The idea of a trial theme may seem hazy, but lawyers devote immense effort to constructing master narratives in the hopes that they will guide the jury through the ins and outs of the case. Dominion has had a clear through-line throughout the proceeding: that many of Fox’s executives, on-air personalities, and editorial staff defamed Dominion in order to indulge their right-wing audience and boost their bottom line and that they did so to the considerable detriment of the country’s democratic process.

Until recently, Fox had leaned heavily on the idea that it was simply engaged in a form of traditional (and protected) news-gathering in the course of a complex and high-profile national issue. But now that the judge has gutted much of that defense, it will be interesting to see what, if anything, Fox’s lawyers come up with to replace it. The opening statement should be a good early answer to this key question: Have Fox’s lawyers developed a competing theme in the network’s defense?

Fox’s lawyers also have to be worried about the judge’s frustration with them in recent weeks, and it is far from clear that the pain is over. If more new evidence emerges at trial that Fox should have disclosed, the judge is not likely to go easy on them.

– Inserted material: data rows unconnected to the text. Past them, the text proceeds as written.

//! Option values and the bar configuration they build.
//!
//! Strict parsers ([`FromStr`] impls, [`parse_color`], [`parse_heads`])
//! return [`ConfigError`]. The list parsers for geometries and fonts are
//! lenient: a bad entry is replaced by a default and reported to a
//! [`DiagnosticSink`], so one typo does not keep the bar from starting.

use std::fmt;
use std::str::FromStr;

use serde::Serialize;
use statbar_diagnostic::{Diagnostic, DiagnosticSink, ErrorCode};
use statbar_ir::Color;

/// Size used when a font spec has none, or an unusable one.
pub const DEFAULT_FONT_SIZE: f32 = 12.0;

/// Errors from parsing option values.
#[derive(Clone, Debug, Eq, PartialEq, thiserror::Error)]
pub enum ConfigError {
    #[error("invalid color `{0}`, expected 0xAARRGGBB")]
    InvalidColor(String),
    #[error("invalid geometry `{0}`, expected <w>x<h>+<x>+<y>")]
    InvalidGeometry(String),
    #[error("invalid head `{0}`, expected <w>x<h>+<x>+<y>")]
    InvalidHead(String),
    #[error("at least one head is required")]
    NoHeads,
    #[error("invalid font size `{size}` for `{name}`")]
    InvalidFontSize { name: String, size: String },
}

/// Where bars sit on their monitor.
#[derive(Copy, Clone, Debug, Default, Eq, PartialEq, Hash, Serialize)]
#[serde(rename_all = "lowercase")]
pub enum Position {
    #[default]
    Top,
    Bottom,
}

/// Requested bar size and offset on one monitor.
///
/// A width or height of 0 means the full width or height of the monitor.
#[derive(Copy, Clone, Debug, Eq, PartialEq, Hash, Serialize)]
pub struct Geometry {
    pub width: u16,
    pub height: u16,
    pub x: u16,
    pub y: u16,
}

impl Geometry {
    /// Full width, 16 pixels high, at the monitor's edge.
    pub const DEFAULT: Geometry = Geometry {
        width: 0,
        height: 16,
        x: 0,
        y: 0,
    };
}

impl Default for Geometry {
    fn default() -> Self {
        Geometry::DEFAULT
    }
}

impl FromStr for Geometry {
    type Err = ConfigError;

    fn from_str(s: &str) -> Result<Self, Self::Err> {
        let [width, height, x, y] =
            split_rect(s).ok_or_else(|| ConfigError::InvalidGeometry(s.to_string()))?;
        Ok(Geometry {
            width,
            height,
            x,
            y,
        })
    }
}

impl fmt::Display for Geometry {
    fn fmt(&self, f: &mut fmt::Formatter<'_>) -> fmt::Result {
        write!(f, "{}x{}+{}+{}", self.width, self.height, self.x, self.y)
    }
}

/// A monitor or window rectangle in root-window coordinates.
#[derive(Copy, Clone, Debug, Default, Eq, PartialEq, Hash, Serialize)]
pub struct Rect {
    pub x: i32,
    pub y: i32,
    pub width: u32,
    pub height: u32,
}

impl Rect {
    pub const fn new(x: i32, y: i32, width: u32, height: u32) -> Self {
        Rect {
            x,
            y,
            width,
            height,
        }
    }

    /// Bottom edge, exclusive.
    pub fn bottom(&self) -> i64 {
        i64::from(self.y) + i64::from(self.height)
    }
}

impl FromStr for Rect {
    type Err = ConfigError;

    fn from_str(s: &str) -> Result<Self, Self::Err> {
        let [width, height, x, y] =
            split_rect::<u16>(s).ok_or_else(|| ConfigError::InvalidHead(s.to_string()))?;
        Ok(Rect::new(
            i32::from(x),
            i32::from(y),
            u32::from(width),
            u32::from(height),
        ))
    }
}

impl fmt::Display for Rect {
    fn fmt(&self, f: &mut fmt::Formatter<'_>) -> fmt::Result {
        write!(f, "{}x{}+{}+{}", self.width, self.height, self.x, self.y)
    }
}

/// Split `<w>x<h>+<x>+<y>` into its four fields.
fn split_rect<T: FromStr>(s: &str) -> Option<[T; 4]> {
    let (size, offset) = s.split_once('+')?;
    let (width, height) = size.split_once('x')?;
    let (x, y) = offset.split_once('+')?;
    Some([field(width)?, field(height)?, field(x)?, field(y)?])
}

/// Parse a field made only of ASCII digits.
fn field<T: FromStr>(text: &str) -> Option<T> {
    if text.is_empty() || !text.bytes().all(|b| b.is_ascii_digit()) {
        return None;
    }
    text.parse().ok()
}

/// A font request: a family name or path, and a point size.
///
/// An empty name asks for whatever fallback font the renderer has.
#[derive(Clone, Debug, PartialEq, Serialize)]
pub struct FontSpec {
    pub name: String,
    pub size: f32,
}

impl FontSpec {
    pub fn new(name: impl Into<String>, size: f32) -> Self {
        FontSpec {
            name: name.into(),
            size,
        }
    }

    /// The renderer's fallback font at the default size.
    pub fn fallback() -> Self {
        FontSpec::new(String::new(), DEFAULT_FONT_SIZE)
    }

    pub fn is_fallback(&self) -> bool {
        self.name.is_empty()
    }
}

impl FromStr for FontSpec {
    type Err = ConfigError;

    /// Parse `name[:size]`, splitting at the last `:`.
    fn from_str(s: &str) -> Result<Self, Self::Err> {
        match s.rsplit_once(':') {
            None => Ok(FontSpec::new(s, DEFAULT_FONT_SIZE)),
            Some((name, size)) => match parse_size(size) {
                Some(size) => Ok(FontSpec::new(name, size)),
                None => Err(ConfigError::InvalidFontSize {
                    name: name.to_string(),
                    size: size.to_string(),
                }),
            },
        }
    }
}

impl fmt::Display for FontSpec {
    fn fmt(&self, f: &mut fmt::Formatter<'_>) -> fmt::Result {
        if self.is_fallback() {
            write!(f, "<fallback>:{}", self.size)
        } else {
            write!(f, "{}:{}", self.name, self.size)
        }
    }
}

fn parse_size(text: &str) -> Option<f32> {
    text.parse::<f32>()
        .ok()
        .filter(|size| size.is_finite() && *size > 0.0)
}

/// Parse `0xAARRGGBB`, `0XAARRGGBB` or bare hex digits.
pub fn parse_color(s: &str) -> Result<Color, ConfigError> {
    let digits = s
        .strip_prefix("0x")
        .or_else(|| s.strip_prefix("0X"))
        .unwrap_or(s);
    if digits.is_empty() || !digits.bytes().all(|b| b.is_ascii_hexdigit()) {
        return Err(ConfigError::InvalidColor(s.to_string()));
    }
    u32::from_str_radix(digits, 16)
        .map(Color::from_argb)
        .map_err(|_| ConfigError::InvalidColor(s.to_string()))
}

/// Parse a comma separated geometry list.
///
/// An empty entry yields `None`, which skips that monitor. A bad entry is
/// replaced by [`Geometry::DEFAULT`] and reported as `C0001`.
pub fn parse_geometries(value: &str, mut sink: impl DiagnosticSink) -> Vec<Option<Geometry>> {
    if value.is_empty() {
        return Vec::new();
    }
    value
        .split(',')
        .map(|entry| {
            if entry.is_empty() {
                return None;
            }
            match entry.parse::<Geometry>() {
                Ok(geometry) => Some(geometry),
                Err(err) => {
                    sink.emit(
                        Diagnostic::warning(ErrorCode::C0001)
                            .with_message(err.to_string())
                            .with_note(format!("using `{}`", Geometry::DEFAULT)),
                    );
                    Some(Geometry::DEFAULT)
                }
            }
        })
        .collect()
}

/// Parse one `name[:size]` font spec, falling back to the default size.
pub fn parse_font(def: &str, mut sink: impl DiagnosticSink) -> FontSpec {
    match def.parse::<FontSpec>() {
        Ok(spec) => {
            if !def.contains(':') {
                sink.emit(
                    Diagnostic::note(ErrorCode::C0002)
                        .with_message(format!("font size not specified for `{def}`"))
                        .with_note(format!("using `{DEFAULT_FONT_SIZE}`")),
                );
            }
            spec
        }
        Err(err) => {
            let name = def.rsplit_once(':').map_or(def, |(name, _)| name);
            sink.emit(
                Diagnostic::warning(ErrorCode::C0002)
                    .with_message(err.to_string())
                    .with_note(format!("using `{DEFAULT_FONT_SIZE}`")),
            );
            FontSpec::new(name, DEFAULT_FONT_SIZE)
        }
    }
}

/// Parse a comma separated font list.
///
/// Never returns an empty list: with no fonts given, the fallback font is
/// used and `C0003` is reported.
pub fn parse_fonts(value: &str, mut sink: impl DiagnosticSink) -> Vec<FontSpec> {
    if value.is_empty() {
        sink.emit(
            Diagnostic::note(ErrorCode::C0003)
                .with_note(format!("using `{}`", FontSpec::fallback())),
        );
        return vec![FontSpec::fallback()];
    }
    value
        .split(',')
        .map(|def| parse_font(def, &mut sink))
        .collect()
}

/// Parse a comma separated list of monitor rectangles.
pub fn parse_heads(value: &str) -> Result<Vec<Rect>, ConfigError> {
    if value.is_empty() {
        return Err(ConfigError::NoHeads);
    }
    value.split(',').map(str::parse).collect()
}

/// Everything the layout stages need to know about the bar.
#[derive(Clone, Debug, PartialEq)]
pub struct BarConfig {
    pub position: Position,
    pub foreground: Color,
    pub background: Color,
    /// Never empty once built by the option parsers.
    pub fonts: Vec<FontSpec>,
    /// One entry per monitor; `None` leaves that monitor without a bar.
    pub geometries: Vec<Option<Geometry>>,
    /// Monitor rectangles, in screen-index order.
    pub heads: Vec<Rect>,
}

impl Default for BarConfig {
    fn default() -> Self {
        BarConfig {
            position: Position::Top,
            foreground: Color::WHITE,
            background: Color::BLACK,
            fonts: vec![FontSpec::fallback()],
            geometries: Vec::new(),
            heads: vec![Rect::new(0, 0, 120, 24)],
        }
    }
}
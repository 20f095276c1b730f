//! Command-line options.

use clap::{Parser, ValueEnum};
use statbar_diagnostic::DiagnosticSink;
use statbar_ir::Color;
use statbar_layout::{
    parse_color, parse_fonts, parse_geometries, parse_heads, BarConfig, Position, Rect,
};

/// How each input line is written out.
#[derive(Copy, Clone, Debug, Default, Eq, PartialEq, ValueEnum)]
pub enum OutputFormat {
    /// One row of character cells per window
    #[default]
    Text,
    /// One JSON object per line with windows and draw ops
    Plan,
}

#[derive(Debug, Parser)]
#[command(name = "statbar")]
#[command(version)]
#[command(about = "Read formatted status lines on stdin and lay them out on every monitor")]
pub struct Cli {
    /// Place bars at the bottom of the screen
    #[arg(long)]
    pub bottom: bool,

    /// Default foreground color (0xAARRGGBB)
    #[arg(long, default_value = "0xFFFFFFFF", value_parser = parse_color)]
    pub fg: Color,

    /// Default background color (0xAARRGGBB)
    #[arg(long, default_value = "0xFF000000", value_parser = parse_color)]
    pub bg: Color,

    /// Comma separated list of fonts in form of name[:size]
    #[arg(long, default_value = "")]
    pub fonts: String,

    /// Comma separated list of monitor geometries (<w>x<h>+<x>+<y>);
    /// for <w> and <h>, 0 means 100%
    #[arg(long, default_value = "")]
    pub geometries: String,

    /// Comma separated list of monitor rectangles (<w>x<h>+<x>+<y>)
    // Qualified so clap parses the whole list as one value.
    #[arg(long, default_value = "120x24+0+0", value_parser = parse_heads)]
    pub heads: ::std::vec::Vec<Rect>,

    /// Output format
    #[arg(long, value_enum, default_value_t = OutputFormat::Text)]
    pub output: OutputFormat,
}

impl Cli {
    pub fn position(&self) -> Position {
        if self.bottom {
            Position::Bottom
        } else {
            Position::Top
        }
    }

    /// Build the bar configuration, reporting recovered problems to `sink`.
    pub fn to_config(&self, mut sink: impl DiagnosticSink) -> BarConfig {
        BarConfig {
            position: self.position(),
            foreground: self.fg,
            background: self.bg,
            fonts: parse_fonts(&self.fonts, &mut sink),
            geometries: parse_geometries(&self.geometries, &mut sink),
            heads: self.heads.clone(),
        }
    }
}

#[cfg(test)]
#[allow(
    clippy::unwrap_used,
    reason = "tests use unwrap to panic on unexpected state"
)]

And, of course, the results of the inquiry into the belated disclosure of Murdoch’s dual status at Fox News and Fox Corporation remain outstanding with the possibility that more problematic revelations could surface that may both further anger the judge and lead him to tell the jury about it. That alone could be very bad for Fox: The underlying issue concerns the most prominent and important person in the corporate hierarchy, it reeks of the sort of legal gamesmanship that jurors can easily understand, and it also happens to be entirely consistent with Dominion’s theory of its case — that the network and its executives think they can do whatever they want with little to no regard for relevant legal and ethical constraints or, for that matter, the well-being of our country.

A trial will test both the accuracy and the limits of that broader proposition in a setting that Fox’s executives, hosts, and staff do not control. It is no doubt a deeply uncomfortable position for a media outlet that is used to telling other people what to believe. This time, a jury would get the last word.